#### The task:
Search the entries for the string "EditorConfig" and give the number of lines that hold it, nothing more.

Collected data
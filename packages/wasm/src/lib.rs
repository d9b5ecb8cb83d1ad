use std::fmt::Display;
use tabula_editor::{
    insert_email_template, ClipboardData, EditorConfig, EditorView, Position, Schema, Selection,
    SerializeOptions, TableConverter,
};
use tabula_schema::html::{find_first_element, parse_html};
use wasm_bindgen::prelude::*;

#[wasm_bindgen(start)]
pub fn init() {
    console_error_panic_hook::set_once();
}

fn js_error(prefix: &str, err: impl Display) -> JsValue {
    JsValue::from_str(&format!("{}: {}", prefix, err))
}

/// Editor instance owned by the JavaScript side. DOM events stay in
/// JavaScript; they call into this object with clipboard payloads and
/// caret positions.
#[wasm_bindgen]
pub struct Editor {
    view: EditorView,
}

#[wasm_bindgen]
impl Editor {
    /// Mount an editor over `html`, with an optional JSON config
    #[wasm_bindgen(constructor)]
    pub fn new(html: &str, config_json: Option<String>) -> Result<Editor, JsValue> {
        let config = match config_json {
            Some(json) => EditorConfig::from_json(&json).map_err(|e| js_error("Config error", e))?,
            None => EditorConfig::default(),
        };
        let view = EditorView::mount("wasm", html, config).map_err(|e| js_error("Mount error", e))?;
        Ok(Editor { view })
    }

    /// Feed a paste event. Returns `true` when a plugin handled it, so the
    /// host should suppress its own paste handling.
    #[wasm_bindgen(js_name = handlePaste)]
    pub fn handle_paste(&mut self, html: Option<String>, text: Option<String>) -> Result<bool, JsValue> {
        let clipboard = ClipboardData::from_parts(html.as_deref(), text.as_deref());
        let outcome = self
            .view
            .paste(&clipboard)
            .map_err(|e| js_error("Paste error", e))?;
        Ok(outcome.handled_by_plugin())
    }

    #[wasm_bindgen(js_name = setCursor)]
    pub fn set_cursor(&mut self, path: Vec<u32>, offset: u32) -> Result<(), JsValue> {
        let path = path.into_iter().map(|index| index as usize).collect();
        let caret = Selection::caret(Position::new(path, offset as usize));
        self.view
            .set_selection(caret)
            .map_err(|e| js_error("Selection error", e))
    }

    pub fn undo(&mut self) -> Result<bool, JsValue> {
        self.view.undo().map_err(|e| js_error("Undo error", e))
    }

    pub fn redo(&mut self) -> Result<bool, JsValue> {
        self.view.redo().map_err(|e| js_error("Redo error", e))
    }

    #[wasm_bindgen(js_name = toHtml)]
    pub fn to_html(&self, pretty: bool) -> String {
        let options = if pretty {
            SerializeOptions::pretty()
        } else {
            SerializeOptions::default()
        };
        self.view.to_html(options)
    }

    /// Document as JSON
    #[wasm_bindgen(js_name = toJson)]
    pub fn to_json(&self) -> Result<String, JsValue> {
        self.view
            .to_json()
            .map_err(|e| js_error("Serialization error", e))
    }

    #[wasm_bindgen(js_name = insertEmailTemplate)]
    pub fn insert_email_template(&mut self) -> Result<(), JsValue> {
        insert_email_template(&mut self.view).map_err(|e| js_error("Template error", e))
    }
}

/// Convert the first table in `html` and return it as JSON, or `undefined`
/// when there is no convertible table
#[wasm_bindgen(js_name = convertTable)]
pub fn convert_table_js(html: &str) -> Result<Option<String>, JsValue> {
    let schema = Schema::standard().map_err(|e| js_error("Schema error", e))?;
    let dom = parse_html(html);
    let Some(table) = find_first_element(&dom.document, "table") else {
        return Ok(None);
    };

    TableConverter::new(schema)
        .convert(&table)
        .map(|node| serde_json::to_string(&node))
        .transpose()
        .map_err(|e| js_error("Serialization error", e))
}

#### Reply:
3